Regula Pfeifer, kath.ch traduction et adaptation Maurice Page
Lisbeth Binder (72 ans) est la fille ainée d’Anton Ebnöther. Le prêtre avait violé sa mère. La fille de la cuisinière de la paroisse de Bülach (ZH) s’est doutée très tôt qu’il y avait quelque chose qui clochait. Mais elle a dû avoir 65 ans pour découvrir ce qui s’était passé.

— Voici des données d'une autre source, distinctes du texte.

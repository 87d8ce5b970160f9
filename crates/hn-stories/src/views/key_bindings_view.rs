//! Key Bindings Help Panel View
//!
//! Displays all available keybindings grouped by category.

use crate::capabilities::PanelCapabilities;
use crate::state::AppState;
use crate::theme::Theme;
use crate::view_models::KeyBindingsPanelViewModel;
use crate::views::{View, ViewId};
use ratatui::{
    layout::{Alignment, Rect},
    style::Stylize,
    text::{Line, Span},
    widgets::{Block, Borders, Clear, Paragraph},
    Frame,
};

/// Left padding for content
const LEFT_PADDING: &str = "  ";

/// Key bindings help panel view
#[derive(Debug, Clone)]
pub struct KeyBindingsView;

impl KeyBindingsView {
    pub fn new() -> Self {
        Self
    }
}

impl Default for KeyBindingsView {
    fn default() -> Self {
        Self::new()
    }
}

impl View for KeyBindingsView {
    fn view_id(&self) -> ViewId {
        ViewId::KeyBindings
    }

    fn render(&self, state: &AppState, area: Rect, f: &mut Frame) {
        render(state, area, f);
    }

    fn capabilities(&self, _state: &AppState) -> PanelCapabilities {
        PanelCapabilities::empty()
    }

    fn clone_box(&self) -> Box<dyn View> {
        Box::new(self.clone())
    }
}

/// Render the key bindings panel
fn render(state: &AppState, area: Rect, f: &mut Frame) {
    let theme = &state.theme;
    let vm = KeyBindingsPanelViewModel::from_state(state);

    // 60% width, tall enough for every section, centered
    let panel_width = (area.width * 60 / 100).max(40).min(area.width);
    let panel_height = (vm.total_lines() as u16 + 2).min(area.height);
    let panel_area = Rect {
        x: area.x + (area.width - panel_width) / 2,
        y: area.y + (area.height - panel_height) / 2,
        width: panel_width,
        height: panel_height,
    };

    f.render_widget(Clear, panel_area);

    let footer_hint = Line::from(vec![
        Span::styled(format!(" {}", vm.close_hint), theme.key_hint().bold()),
        Span::styled(" close ", theme.muted()),
    ]);

    let block = Block::default()
        .title(vm.title.clone())
        .borders(Borders::ALL)
        .border_style(theme.panel_border())
        .title_style(theme.panel_title())
        .title_alignment(Alignment::Center)
        .title_bottom(footer_hint);

    let paragraph = Paragraph::new(build_content_lines(&vm, theme))
        .block(block)
        .style(theme.panel_background());

    f.render_widget(paragraph, panel_area);
}

/// Build all content lines for the panel
fn build_content_lines<'a>(vm: &KeyBindingsPanelViewModel, theme: &Theme) -> Vec<Line<'a>> {
    let mut lines = Vec::new();

    for section in &vm.sections {
        lines.push(Line::from(vec![
            Span::raw(LEFT_PADDING),
            Span::styled(section.category.clone(), theme.section_header()),
        ]));

        lines.push(Line::from(vec![
            Span::raw(LEFT_PADDING),
            Span::styled("─".repeat(section.category.len()), theme.muted()),
        ]));

        for binding in &section.bindings {
            lines.push(Line::from(vec![
                Span::raw(LEFT_PADDING),
                Span::styled(format!("{:<12}", binding.keys), theme.key_hint()),
                Span::styled(binding.description.clone(), theme.key_description()),
            ]));
        }

        lines.push(Line::default());
    }

    lines
}
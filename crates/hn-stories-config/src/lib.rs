//! Configuration and persistence for hacker-stories
//!
//! This crate provides:
//! - File path utilities for config and cache files
//! - Configuration file loading (TOML)
//! - Application configuration (AppConfig)
//! - Key-value storage and the persistent value mirror built on it

pub mod app_config;
pub mod config_file;
pub mod paths;
pub mod persistent_value;
pub mod storage;

pub use app_config::AppConfig;
pub use config_file::load_config_file;
pub use paths::{cache_dir, config_dir, storage_path};
pub use persistent_value::PersistentValue;
pub use storage::{FileStore, KeyValueStore, MemoryStore};
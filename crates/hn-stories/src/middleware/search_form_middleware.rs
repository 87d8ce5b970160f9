//! Search Form Middleware
//!
//! Turns edits of the search input into new search terms and handles
//! submission:
//! - `Char` / `Backspace` / `ClearLine` compute the next term and dispatch
//!   `SearchAction::SetTerm`
//! - `Submit` commits a new request url when the term is non-empty and the url
//!   actually changed, then announces it with `Event::UrlChanged`

use crate::actions::{Action, Event, SearchAction, SearchFormAction};
use crate::dispatcher::Dispatcher;
use crate::middleware::Middleware;
use crate::state::AppState;

/// Middleware for the search form
pub struct SearchFormMiddleware;

impl SearchFormMiddleware {
    pub fn new() -> Self {
        Self
    }

    /// Commit the current term as the new request url
    fn submit_search(&self, state: &AppState, dispatcher: &Dispatcher) {
        if !state.search.can_submit() {
            log::debug!("Submit ignored: search term is empty");
            return;
        }

        let url = state.search.pending_url();
        if url == state.search.url {
            log::debug!("Submit ignored: url unchanged ({})", url);
            return;
        }

        log::info!("Searching for {:?}", state.search.term);
        dispatcher.dispatch(Action::Search(SearchAction::UrlCommitted(url.clone())));
        dispatcher.dispatch(Action::event(Event::UrlChanged(url)));
    }
}

impl Default for SearchFormMiddleware {
    fn default() -> Self {
        Self::new()
    }
}

impl Middleware for SearchFormMiddleware {
    fn handle(&mut self, action: &Action, state: &AppState, dispatcher: &Dispatcher) -> bool {
        let Action::SearchForm(form_action) = action else {
            return true;
        };

        let term = &state.search.term;
        let next_term = match form_action {
            SearchFormAction::Char(c) => {
                let mut next = term.clone();
                next.push(*c);
                next
            }
            SearchFormAction::Backspace => {
                let mut next = term.clone();
                next.pop();
                next
            }
            SearchFormAction::ClearLine => String::new(),
            SearchFormAction::Submit => {
                self.submit_search(state, dispatcher);
                return false;
            }
            // Focus changes are plain state
            SearchFormAction::Focus | SearchFormAction::Blur | SearchFormAction::ToggleFocus => {
                return true;
            }
        };

        if &next_term != term {
            dispatcher.dispatch(Action::Search(SearchAction::SetTerm(next_term)));
        }
        false
    }
}

#[cfg(test)]
mod tests {
    use super::*;
    use hn_stories_config::AppConfig;
    use std::sync::mpsc::{self, Receiver};

    fn setup(term: &str) -> (SearchFormMiddleware, AppState, Dispatcher, Receiver<Action>) {
        let (tx, rx) = mpsc::channel();
        (
            SearchFormMiddleware::new(),
            AppState::new(term, &AppConfig::default()),
            Dispatcher::new(tx),
            rx,
        )
    }

    fn drain(rx: &Receiver<Action>) -> Vec<Action> {
        rx.try_iter().collect()
    }

    #[test]
    fn test_typing_sets_term() {
        let (mut mw, state, dispatcher, rx) = setup("Reac");

        assert!(!mw.handle(&Action::SearchForm(SearchFormAction::Char('t')), &state, &dispatcher));
        assert!(matches!(
            drain(&rx).as_slice(),
            [Action::Search(SearchAction::SetTerm(term))] if term == "React"
        ));
    }

    #[test]
    fn test_backspace_and_clear() {
        let (mut mw, state, dispatcher, rx) = setup("React");

        mw.handle(&Action::SearchForm(SearchFormAction::Backspace), &state, &dispatcher);
        mw.handle(&Action::SearchForm(SearchFormAction::ClearLine), &state, &dispatcher);

        let terms: Vec<String> = drain(&rx)
            .into_iter()
            .filter_map(|a| match a {
                Action::Search(SearchAction::SetTerm(t)) => Some(t),
                _ => None,
            })
            .collect();
        assert_eq!(terms, vec!["Reac".to_string(), String::new()]);
    }

    #[test]
    fn test_backspace_on_empty_term_dispatches_nothing() {
        let (mut mw, state, dispatcher, rx) = setup("");
        mw.handle(&Action::SearchForm(SearchFormAction::Backspace), &state, &dispatcher);
        assert!(drain(&rx).is_empty());
    }

    #[test]
    fn test_submit_with_empty_term_does_nothing() {
        let (mut mw, state, dispatcher, rx) = setup("");
        assert!(!mw.handle(&Action::SearchForm(SearchFormAction::Submit), &state, &dispatcher));
        assert!(drain(&rx).is_empty());
    }

    #[test]
    fn test_submit_with_unchanged_url_does_nothing() {
        let (mut mw, state, dispatcher, rx) = setup("React");
        mw.handle(&Action::SearchForm(SearchFormAction::Submit), &state, &dispatcher);
        assert!(drain(&rx).is_empty());
    }

    #[test]
    fn test_submit_commits_new_url() {
        let (mut mw, mut state, dispatcher, rx) = setup("React");
        state.search.term = "Rust".into();

        mw.handle(&Action::SearchForm(SearchFormAction::Submit), &state, &dispatcher);

        let expected = "https://hn.algolia.com/api/v1/search?query=Rust".to_string();
        let actions = drain(&rx);
        assert_eq!(actions.len(), 2);
        assert!(matches!(&actions[0], Action::Search(SearchAction::UrlCommitted(u)) if *u == expected));
        assert!(matches!(&actions[1], Action::Event(Event::UrlChanged(u)) if *u == expected));
    }

    #[test]
    fn test_focus_passes_through() {
        let (mut mw, state, dispatcher, rx) = setup("React");
        assert!(mw.handle(&Action::SearchForm(SearchFormAction::Focus), &state, &dispatcher));
        assert!(drain(&rx).is_empty());
    }
}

«C’est ma mère qui en a parlé pour la première fois devant la caméra du cinéaste Miklos Gomes». Dans le film «Notre père», on voit la femme âgée (décédée en 2016) se débattre avec elle-même. Elle raconte comment le vicaire Anton Ebnöther s’est saisi d’elle au presbytère de Bülach, l’a violée et l’a laissée avec de fortes douleurs abdominales. A la suite de cette agression, la jeune femme est tombée enceinte. Elle en a informé le vicaire, qui lui a remis une enveloppe. Elle contenait 100 francs. Elle l’invitait à se rendre chez le médecin.
Lisbeth n’a trouvé la lettre qu’après la mort de sa mère. Pleine d’indignation, elle l’a déchirée et brûlée avec son contenu et a jeté les cendres dans les toilettes.

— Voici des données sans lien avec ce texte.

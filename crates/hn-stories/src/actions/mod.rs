//! Actions module
//!
//! This module defines all actions in the application using a tagged action architecture.
//! Actions are organized by:
//! - Generic actions (Navigation, TextInput, ViewContext) that views translate to screen-specific actions
//! - Global actions that affect the entire application
//! - Domain actions that are already targeted to a particular slice of state

// Shared action types
pub mod context_action;
pub mod event;
pub mod global;
pub mod navigation;
pub mod text_input;

// Domain action types
pub mod search;
pub mod search_form;
pub mod stories;
pub mod story_list;

pub use context_action::ContextAction;
pub use event::Event;
pub use global::GlobalAction;
pub use navigation::NavigationAction;
pub use search::SearchAction;
pub use search_form::SearchFormAction;
pub use stories::{RequestId, StoriesAction};
pub use story_list::StoryListAction;
pub use text_input::TextInputAction;

/// Root action enum - tagged by domain
///
/// Actions are categorized as:
/// - `Navigate` / `TextInput` / `ViewContext`: Generic actions that need translation by the active view
/// - `Global`: Application-wide actions (quit, view management)
/// - Domain variants: Already targeted to a specific reducer or middleware
#[derive(Debug, Clone)]
pub enum Action {
    /// Events are facts that re-enter the middleware chain but never reach reducers.
    /// Use `Action::event(Event::X)` to create - ensures visibility at call site.
    Event(Event),

    /// Generic navigation action - will be translated by active view
    Navigate(NavigationAction),
    /// Generic text input action - will be translated by active view
    TextInput(TextInputAction),
    /// Context-sensitive action - will be translated by active view
    ViewContext(ContextAction),

    /// Global application actions
    Global(GlobalAction),

    /// Search form input and focus
    SearchForm(SearchFormAction),
    /// Search term and request url
    Search(SearchAction),
    /// Fetched stories lifecycle
    Stories(StoriesAction),
    /// Story list cursor and per-item commands
    StoryList(StoryListAction),
}

impl Action {
    /// Factory method for creating events.
    ///
    /// Using this factory makes event creation visually distinct at the call site,
    /// signaling that the action will only be observed by middleware.
    pub fn event(event: Event) -> Action {
        Action::Event(event)
    }
}
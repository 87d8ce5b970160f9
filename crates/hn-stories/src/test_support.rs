//! Shared fakes for tests

use async_trait::async_trait;
use hn_client::{Hit, SearchClient, SearchError, SearchResponse};
use std::collections::VecDeque;
use std::sync::{Arc, Mutex};
use std::time::Duration;

enum Reply {
    Hits(Vec<Hit>),
    Failure,
    /// One hit whose objectID is the requested url
    EchoUrl,
}

/// Search client returning canned replies and recording every url
pub struct FakeSearchClient {
    reply: Reply,
    delays: Mutex<VecDeque<Duration>>,
    urls: Arc<Mutex<Vec<String>>>,
    completed: Arc<Mutex<Vec<String>>>,
}

impl FakeSearchClient {
    fn new(reply: Reply) -> Self {
        Self {
            reply,
            delays: Mutex::default(),
            urls: Arc::default(),
            completed: Arc::default(),
        }
    }

    pub fn with_hits(hits: Vec<Hit>) -> Self {
        Self::new(Reply::Hits(hits))
    }

    pub fn failing() -> Self {
        Self::new(Reply::Failure)
    }

    /// Answer each request with a hit keyed by its url, after the next delay
    ///
    /// Requests beyond the given delays answer immediately.
    pub fn echoing_after(delays: Vec<Duration>) -> Self {
        let client = Self::new(Reply::EchoUrl);
        *client.delays.lock().unwrap() = delays.into();
        client
    }

    /// Handle on the urls requested so far
    pub fn requested_urls(&self) -> Arc<Mutex<Vec<String>>> {
        Arc::clone(&self.urls)
    }

    /// Handle on the urls whose request ran to completion
    pub fn completed_urls(&self) -> Arc<Mutex<Vec<String>>> {
        Arc::clone(&self.completed)
    }
}

#[async_trait]
impl SearchClient for FakeSearchClient {
    async fn search(&self, url: &str) -> Result<SearchResponse, SearchError> {
        self.urls.lock().unwrap().push(url.to_string());

        let delay = self.delays.lock().unwrap().pop_front();
        if let Some(delay) = delay {
            tokio::time::sleep(delay).await;
        }
        self.completed.lock().unwrap().push(url.to_string());

        let hits = match &self.reply {
            Reply::Hits(hits) => hits.clone(),
            Reply::EchoUrl => vec![Hit::new(url, url)],
            Reply::Failure => {
                return Err(SearchError::Status {
                    url: url.to_string(),
                    status: 500,
                })
            }
        };
        Ok(SearchResponse {
            hits,
            ..SearchResponse::default()
        })
    }
}
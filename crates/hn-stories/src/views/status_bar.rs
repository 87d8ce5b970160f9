//! Status Bar Widget
//!
//! Renders the status bar at the bottom of the screen.
//! Format: `key hint  key hint ...                               url`

use crate::state::AppState;
use crate::theme::Theme;
use crate::view_models::StatusBarViewModel;
use ratatui::{buffer::Buffer, layout::Rect, widgets::Widget, Frame};

/// Widget for rendering the status bar
pub struct StatusBarWidget<'a> {
    vm: &'a StatusBarViewModel,
    theme: &'a Theme,
}

impl Widget for StatusBarWidget<'_> {
    fn render(self, area: Rect, buf: &mut Buffer) {
        if area.height < 1 {
            return;
        }

        // Fill entire row with background
        for x in area.x..area.x + area.width {
            buf[(x, area.y)].set_bg(self.theme.bg_panel).set_char(' ');
        }

        let right = area.x + area.width;
        let mut x = area.x + 1;

        for hint in &self.vm.hints {
            let needed = (hint.keys.chars().count() + hint.description.len() + 3) as u16;
            if x + needed >= right {
                break;
            }
            let (nx, _) = buf.set_stringn(x, area.y, &hint.keys, usize::MAX, self.theme.key_hint());
            let (nx, _) = buf.set_stringn(
                nx + 1,
                area.y,
                hint.description,
                usize::MAX,
                self.theme.key_description(),
            );
            x = nx + 2;
        }

        // Url on the right, only when it fits
        let url_width = self.vm.url.chars().count() as u16;
        if x + url_width + 1 < right {
            buf.set_string(right - url_width - 1, area.y, &self.vm.url, self.theme.muted());
        }
    }
}

pub fn render(state: &AppState, area: Rect, f: &mut Frame) {
    let vm = StatusBarViewModel::from_state(state);
    f.render_widget(
        StatusBarWidget {
            vm: &vm,
            theme: &state.theme,
        },
        area,
    );
}
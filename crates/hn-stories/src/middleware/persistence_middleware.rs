//! Persistence Middleware
//!
//! Mirrors the search term to durable storage on every change. The term is
//! the only value that outlives the process.

use crate::actions::{Action, SearchAction};
use crate::dispatcher::Dispatcher;
use crate::middleware::Middleware;
use crate::state::AppState;
use hn_stories_config::{KeyValueStore, PersistentValue};

/// Middleware owning the persisted search term
pub struct PersistenceMiddleware {
    search_term: PersistentValue<Box<dyn KeyValueStore>>,
}

impl PersistenceMiddleware {
    pub fn new(search_term: PersistentValue<Box<dyn KeyValueStore>>) -> Self {
        Self { search_term }
    }
}

impl Middleware for PersistenceMiddleware {
    fn handle(&mut self, action: &Action, _state: &AppState, _dispatcher: &Dispatcher) -> bool {
        if let Action::Search(SearchAction::SetTerm(term)) = action {
            if let Err(e) = self.search_term.set(term.as_str()) {
                // The session continues with the in-memory term
                log::error!(
                    "Failed to persist search term under {:?}: {:#}",
                    self.search_term.key(),
                    e
                );
            }
        }

        true
    }
}
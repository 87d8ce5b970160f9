//! Application configuration
//!
//! Configuration loaded from .hacker-stories.toml file.

use serde::{Deserialize, Serialize};
use std::time::Duration;

/// Environment variable that overrides `api_endpoint`
pub const API_ENDPOINT_ENV: &str = "HACKER_STORIES_API_ENDPOINT";

/// Application configuration loaded from .hacker-stories.toml
#[derive(Debug, Serialize, Deserialize, Clone, PartialEq, Eq)]
pub struct AppConfig {
    /// Search endpoint; the encoded query is appended to it
    #[serde(default = "default_api_endpoint")]
    pub api_endpoint: String,

    /// Search term used when nothing has been stored yet
    #[serde(default = "default_query")]
    pub default_query: String,

    /// Per-request timeout for the search API
    #[serde(default = "default_request_timeout_secs")]
    pub request_timeout_secs: u64,

    /// Key under which the last search term is stored
    #[serde(default = "default_storage_key")]
    pub storage_key: String,
}

fn default_api_endpoint() -> String {
    "https://hn.algolia.com/api/v1/search?query=".to_string()
}

fn default_query() -> String {
    "React".to_string()
}

fn default_request_timeout_secs() -> u64 {
    10
}

fn default_storage_key() -> String {
    "search".to_string()
}

impl Default for AppConfig {
    fn default() -> Self {
        Self {
            api_endpoint: default_api_endpoint(),
            default_query: default_query(),
            request_timeout_secs: default_request_timeout_secs(),
            storage_key: default_storage_key(),
        }
    }
}

impl AppConfig {
    /// Load config from CWD first, then home directory, or use defaults
    pub fn load() -> Self {
        if let Some(content) = crate::load_config_file() {
            match toml::from_str(&content) {
                Ok(config) => {
                    log::info!("Loaded app config from file");
                    return config;
                }
                Err(e) => {
                    log::warn!("Failed to parse config file: {}", e);
                }
            }
        }

        log::debug!("Using default app config");
        Self::default()
    }

    /// Apply overrides from the process environment
    pub fn with_env_overrides(self) -> Self {
        self.with_overrides(|name| std::env::var(name).ok())
    }

    /// Apply overrides from an arbitrary variable lookup
    pub fn with_overrides(mut self, lookup: impl Fn(&str) -> Option<String>) -> Self {
        if let Some(endpoint) = lookup(API_ENDPOINT_ENV).filter(|v| !v.trim().is_empty()) {
            log::info!("Using API endpoint from {}: {}", API_ENDPOINT_ENV, endpoint);
            self.api_endpoint = endpoint;
        }
        self
    }

    pub fn request_timeout(&self) -> Duration {
        Duration::from_secs(self.request_timeout_secs.max(1))
    }
}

Le curé de Bülach – le supérieur d’Ebnöther – a alors envoyé la cuisinière paroissiale enceinte à l’hôpital Sainte-Marie de Viège, chez sa sœur, une religieuse. Là, les filles qui portaient une grossesse non désirée pouvaient travailler avant l’accouchement et donner naissance à leur enfant. Lisbeth a failli être proposée à l’adoption. Mais une sœur de sa mère est venue les chercher à Viège. Avec sa mère, Lisbeth a ensuite grandi dans la même chambre de la ferme familiale.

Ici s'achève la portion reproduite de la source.